Cargo ships carrying hundreds of thousands of shipping containers full of holiday gifts, electronics, decorations, etc., are disappearing off the coast outside America’s largest ports, threatening to disrupt this year’s Black Friday and holiday market season – and there may be more Worst in the store in the coming years.

The fact that the new coronavirus will disrupt global supply chains in 2020 is well known and clearly understood, but even supply chain professionals, millions of businesses large and small, and the managers of our vital retail infrastructure I didn’t expect things to take that long.

Worse, there are fears that the world’s mixed supply chains will not be cleared soon, if at all.

We’ve never had a yard so full before, “Georgia Ports Director Griff Lynch told NY Times this week. The port of Savannah, the third largest container port in the United States, is clogged with at least 80,000 shipping containers, an increase of 50% from the typical port volume at this time of year.

Part of the problem is that importers who own these containers do not come to pick up their goods. Either they don’t have a warehouse to keep the products themselves, or they can’t find truck drivers to haul the containers.

And while these containers sit on docks in Savannah, more than 20 massive cargo ships are anchored up to 17 miles offshore, waiting to make room in port so they can unload even more shipping containers shipped from factories across Asia.

In California, meanwhile, about half a million shipping containers crammed into and on more than 60 ships anchored at sea, some of which are almost half a kilometer with a length and ability to carry more than 20,000, 20-foot shipping containers simultaneously.

“Part of the problem is that the ships are twice or three times bigger than the ships we saw 10 or 15 years ago,” said Kip Lutitt, chief executive of the Southern California Maritime Exchange. Inside information in September. “They take more time to unload. You need more trucks, more trains, more warehouses to load.”

To complicate matters further, there are a critical shortage of truck drivers in the United States, so even as cargo volumes increase rapidly, the number of drivers that ports rely on to clear docks remains roughly the same as it was before Covid — or perhaps even less.

On top of that, there is the actual work of managing all these containers.

The more congested the port becomes – both in terms of the number of containers to be moved and the number of trucks and trains needed to take them out – the more difficult it becomes to actually find a particular shipping container and move it from a container pile to the vehicle or locomotive whose task is to bring it to the retailer’s warehouse.

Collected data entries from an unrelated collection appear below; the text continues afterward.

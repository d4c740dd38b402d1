//! DriftFS persistent store
//!
//! Crash-safe storage for all long-lived engine state: inodes, the delta
//! cursor, transfer sessions, the offline change queue, and notification
//! subscriptions. Built on SQLite (WAL, synchronous commits) behind a
//! bucketed key-value surface with atomic write batches and single-owner
//! lock-file semantics.

pub mod records;
pub mod store;

pub use store::{BatchOp, Bucket, LockOptions, Store};
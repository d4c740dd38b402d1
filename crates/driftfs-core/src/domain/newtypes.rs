//! Domain newtypes with validation
//!
//! Strongly-typed wrappers for the identifiers and opaque tokens that flow
//! between subsystems. Each newtype validates at construction so the rest of
//! the engine can assume well-formed values.

use std::fmt::{self, Display, Formatter};
use std::str::FromStr;

use base64::Engine as _;
use serde::{Deserialize, Serialize};
use uuid::Uuid;

use super::errors::DriftError;

// ============================================================================
// Node identifiers
// ============================================================================

/// Local node identifier: the arena index of an inode and the number exposed
/// through the filesystem callback surface.
///
/// `NodeId::ROOT` (1) is the mount root; its parent is the sentinel
/// `NodeId::SENTINEL` (0), which is never a real node.
#[derive(Debug, Clone, Copy, PartialEq, Eq, Hash, PartialOrd, Ord, Serialize, Deserialize)]
#[serde(transparent)]
pub struct NodeId(u64);

impl NodeId {
    /// The sentinel parent of the root node
    pub const SENTINEL: NodeId = NodeId(0);
    /// The mount root
    pub const ROOT: NodeId = NodeId(1);

    #[must_use]
    pub const fn new(id: u64) -> Self {
        Self(id)
    }

    #[must_use]
    pub const fn as_u64(&self) -> u64 {
        self.0
    }

    /// Returns true for the sentinel value
    #[must_use]
    pub const fn is_sentinel(&self) -> bool {
        self.0 == 0
    }

    /// Fixed-width key representation; keeps store range scans in node order
    #[must_use]
    pub fn as_key(&self) -> String {
        format!("{:020}", self.0)
    }
}

impl Display for NodeId {
    fn fmt(&self, f: &mut Formatter<'_>) -> fmt::Result {
        write!(f, "{}", self.0)
    }
}

impl FromStr for NodeId {
    type Err = DriftError;

    fn from_str(s: &str) -> Result<Self, Self::Err> {
        s.parse::<u64>()
            .map(Self)
            .map_err(|e| DriftError::Validation(format!("invalid node id '{s}': {e}")))
    }
}

impl From<u64> for NodeId {
    fn from(id: u64) -> Self {
        Self(id)
    }
}

// ============================================================================
// Remote identifiers and version tags
// ============================================================================

/// Identifier assigned by the remote store to each drive item
#[derive(Debug, Clone, PartialEq, Eq, Hash, Serialize, Deserialize)]
#[serde(transparent)]
pub struct RemoteId(String);

impl RemoteId {
    pub fn new(id: impl Into<String>) -> Result<Self, DriftError> {
        let id = id.into();
        if id.is_empty() {
            return Err(DriftError::Validation("remote id must not be empty".into()));
        }
        Ok(Self(id))
    }

    #[must_use]
    pub fn as_str(&self) -> &str {
        &self.0
    }
}

impl Display for RemoteId {
    fn fmt(&self, f: &mut Formatter<'_>) -> fmt::Result {
        write!(f, "{}", self.0)
    }
}

/// Opaque version tag assigned by the remote store, mutated on every content
/// or metadata change. Compared for equality only.
#[derive(Debug, Clone, PartialEq, Eq, Hash, Serialize, Deserialize)]
#[serde(transparent)]
pub struct ETag(String);

impl ETag {
    pub fn new(tag: impl Into<String>) -> Result<Self, DriftError> {
        let tag = tag.into();
        if tag.is_empty() {
            return Err(DriftError::Validation("etag must not be empty".into()));
        }
        Ok(Self(tag))
    }

    #[must_use]
    pub fn as_str(&self) -> &str {
        &self.0
    }
}

impl Display for ETag {
    fn fmt(&self, f: &mut Formatter<'_>) -> fmt::Result {
        write!(f, "{}", self.0)
    }
}

/// Opaque incremental-sync token: everything up to this point has been
/// observed against the remote store. One per mount.
#[derive(Debug, Clone, PartialEq, Eq, Serialize, Deserialize)]
#[serde(transparent)]
pub struct DeltaCursor(String);

impl DeltaCursor {
    pub fn new(token: impl Into<String>) -> Result<Self, DriftError> {
        let token = token.into();
        if token.is_empty() {
            return Err(DriftError::Validation(
                "delta cursor must not be empty".into(),
            ));
        }
        Ok(Self(token))
    }

    #[must_use]
    pub fn as_str(&self) -> &str {
        &self.0
    }
}

impl Display for DeltaCursor {
    fn fmt(&self, f: &mut Formatter<'_>) -> fmt::Result {
        write!(f, "{}", self.0)
    }
}

// ============================================================================
// Content hash
// ============================================================================

/// Base64 encoding of a 20-byte quick-xor digest, the content-hash algorithm
/// the remote store uses for integrity checks.
#[derive(Debug, Clone, PartialEq, Eq, Hash, Serialize, Deserialize)]
#[serde(transparent)]
pub struct QuickXorHash(String);

impl QuickXorHash {
    /// Validates that the value is Base64 and decodes to the 20-byte digest
    /// width.
    pub fn new(encoded: impl Into<String>) -> Result<Self, DriftError> {
        let encoded = encoded.into();
        let decoded = base64::engine::general_purpose::STANDARD
            .decode(&encoded)
            .map_err(|e| DriftError::Validation(format!("invalid quick-xor hash: {e}")))?;
        if decoded.len() != super::quickxor::DIGEST_BYTES {
            return Err(DriftError::Validation(format!(
                "quick-xor hash must decode to {} bytes, got {}",
                super::quickxor::DIGEST_BYTES,
                decoded.len()
            )));
        }
        Ok(Self(encoded))
    }

    /// Wraps an already-computed digest without re-validating
    pub(crate) fn from_digest(digest: &[u8; super::quickxor::DIGEST_BYTES]) -> Self {
        Self(base64::engine::general_purpose::STANDARD.encode(digest))
    }

    #[must_use]
    pub fn as_str(&self) -> &str {
        &self.0
    }
}

impl Display for QuickXorHash {
    fn fmt(&self, f: &mut Formatter<'_>) -> fmt::Result {
        write!(f, "{}", self.0)
    }
}

// ============================================================================
// Correlation IDs
// ============================================================================

/// Correlates the log lines of one pipeline operation
#[derive(Debug, Clone, Copy, PartialEq, Eq, Hash, Serialize, Deserialize)]
#[serde(transparent)]
pub struct CorrelationId(Uuid);

impl CorrelationId {
    #[must_use]
    pub fn new() -> Self {
        Self(Uuid::new_v4())
    }
}

impl Default for CorrelationId {
    fn default() -> Self {
        Self::new()
    }
}

impl Display for CorrelationId {
    fn fmt(&self, f: &mut Formatter<'_>) -> fmt::Result {
        write!(f, "{}", self.0)
    }
}
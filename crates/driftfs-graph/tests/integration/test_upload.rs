//! Upload integration tests: small PUT, sessions, chunk resume, prechecks

use wiremock::matchers::{header, method, path};
use wiremock::{Mock, MockServer, ResponseTemplate};

use driftfs_core::domain::{DriftError, RemoteId};
use driftfs_graph::upload::{self, ChunkOutcome};

use crate::common;

fn committed_item() -> serde_json::Value {
    serde_json::json!({
        "id": "uploaded-1",
        "name": "big.bin",
        "eTag": "\"E-new\"",
        "size": 300,
        "file": { "hashes": { "quickXorHash": "AAAAAAAAAAAAAAAAAAAAAAAAAAA=" } }
    })
}

#[tokio::test]
async fn test_put_small_returns_committed_item() {
    let (server, client, _tokens) = common::setup().await;

    Mock::given(method("PUT"))
        .and(path("/me/drive/items/parent-1:/a.txt:/content"))
        .respond_with(ResponseTemplate::new(201).set_body_json(serde_json::json!({
            "id": "small-1",
            "name": "a.txt",
            "eTag": "\"E2\"",
            "size": 5,
            "file": {}
        })))
        .mount(&server)
        .await;

    let parent = RemoteId::new("parent-1").unwrap();
    let item = upload::put_small(&client, &parent, "a.txt", b"hello".to_vec(), None)
        .await
        .unwrap();

    assert_eq!(item.id, "small-1");
    assert_eq!(item.etag().unwrap().as_str(), "\"E2\"");
}

#[tokio::test]
async fn test_put_small_precheck_conflict() {
    let (server, client, _tokens) = common::setup().await;

    // The baseline ETag no longer matches; the server rejects the write.
    Mock::given(method("PUT"))
        .and(path("/me/drive/items/parent-1:/a.txt:/content"))
        .and(header("If-Match", "\"E1\""))
        .respond_with(ResponseTemplate::new(412))
        .mount(&server)
        .await;

    let parent = RemoteId::new("parent-1").unwrap();
    let err = upload::put_small(&client, &parent, "a.txt", b"x".to_vec(), Some("\"E1\""))
        .await
        .unwrap_err();

    assert!(matches!(err, DriftError::Conflict(_)));
}

#[tokio::test]
async fn test_create_session_and_upload_chunks() {
    let server = MockServer::start().await;
    let session_url = format!("{}/upload-session/42", server.uri());

    Mock::given(method("POST"))
        .and(path("/me/drive/items/parent-1:/big.bin:/createUploadSession"))
        .respond_with(ResponseTemplate::new(200).set_body_json(serde_json::json!({
            "uploadUrl": session_url,
            "expirationDateTime": "2026-08-02T12:00:00Z"
        })))
        .mount(&server)
        .await;

    // First chunk accepted, second chunk completes.
    Mock::given(method("PUT"))
        .and(path("/upload-session/42"))
        .and(header("Content-Range", "bytes 0-149/300"))
        .respond_with(ResponseTemplate::new(202).set_body_json(serde_json::json!({
            "nextExpectedRanges": ["150-299"]
        })))
        .mount(&server)
        .await;
    Mock::given(method("PUT"))
        .and(path("/upload-session/42"))
        .and(header("Content-Range", "bytes 150-299/300"))
        .respond_with(ResponseTemplate::new(201).set_body_json(committed_item()))
        .mount(&server)
        .await;

    let tokens = common::TestTokens::new();
    let client = driftfs_graph::HttpGraphClient::with_base_url(tokens, server.uri());
    let parent = RemoteId::new("parent-1").unwrap();

    let session = upload::create_session(&client, &parent, "big.bin", None)
        .await
        .unwrap();
    assert!(session.expiration_date_time.is_some());

    let first = upload::put_chunk(&client, &session.upload_url, vec![0u8; 150], 0, 300)
        .await
        .unwrap();
    match first {
        ChunkOutcome::Accepted { next_offset } => assert_eq!(next_offset, Some(150)),
        other => panic!("expected Accepted, got {other:?}"),
    }

    let second = upload::put_chunk(&client, &session.upload_url, vec![0u8; 150], 150, 300)
        .await
        .unwrap();
    match second {
        ChunkOutcome::Completed(item) => {
            assert_eq!(item.id, "uploaded-1");
            assert_eq!(item.etag().unwrap().as_str(), "\"E-new\"");
        }
        other => panic!("expected Completed, got {other:?}"),
    }
}

#[tokio::test]
async fn test_query_session_reports_resume_offset() {
    let server = MockServer::start().await;

    Mock::given(method("GET"))
        .and(path("/upload-session/9"))
        .respond_with(ResponseTemplate::new(200).set_body_json(serde_json::json!({
            "nextExpectedRanges": ["31457280-314572799"]
        })))
        .mount(&server)
        .await;

    let tokens = common::TestTokens::new();
    let client = driftfs_graph::HttpGraphClient::with_base_url(tokens, server.uri());

    let offset = upload::query_session(&client, &format!("{}/upload-session/9", server.uri()))
        .await
        .unwrap();
    assert_eq!(offset, Some(31457280));
}

#[tokio::test]
async fn test_chunk_rate_limit_carries_retry_after() {
    let server = MockServer::start().await;

    Mock::given(method("PUT"))
        .and(path("/upload-session/7"))
        .respond_with(ResponseTemplate::new(429).insert_header("Retry-After", "13"))
        .mount(&server)
        .await;

    let tokens = common::TestTokens::new();
    let client = driftfs_graph::HttpGraphClient::with_base_url(tokens, server.uri());

    let err = upload::put_chunk(
        &client,
        &format!("{}/upload-session/7", server.uri()),
        vec![0u8; 10],
        0,
        10,
    )
    .await
    .unwrap_err();

    match err {
        DriftError::RateLimited { retry_after } => {
            assert_eq!(retry_after, Some(std::time::Duration::from_secs(13)));
        }
        other => panic!("expected RateLimited, got {other:?}"),
    }
}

The transport containers are stacked five deep in the port of Savannah. If you need to get to the second container from the bottom of the pile, you need to move the containers above it to take it out and put it on a truck. In other ports, stacks can rise even higher, making work much more challenging.

And all the while, the number of new containers arriving is growing, so that even the port of Savannah recently broke a record for activity in one day, with more than 15,000 trucks hauling cargo from the port, a single ship – MSC Agadir from Hong Kong, with a capacity of 8,886 equivalent units (TEU) – unloaded their cargo in Savannah, making Lynch’s efforts play two steps forward-one step back.

“The supply chain is congested and flooded,” he told the NY Times. “At this stage, it is not sustainable. Everything is imperfect. “

The port crisis could disrupt holiday shopping plans, and this is just the beginning

The port crisis is not just a problem for logistics professionals or even just for Americans, but such port congestion affects Chinese ports, too.

And if ships can’t load up and leave Chinese ports on time, they can’t make the week-long trip to the ports of destination to unload all those holiday items everyone expects to start ordering online in the next month and a half.

Reuel Joyner, owner of a boutique furniture company in Savannah called 24E Design Co., told the Times that the delay in delivery could not fulfill customers’ orders for products made in China and India.

“Where we received things in 30 days,” he said, “we are now told six months.”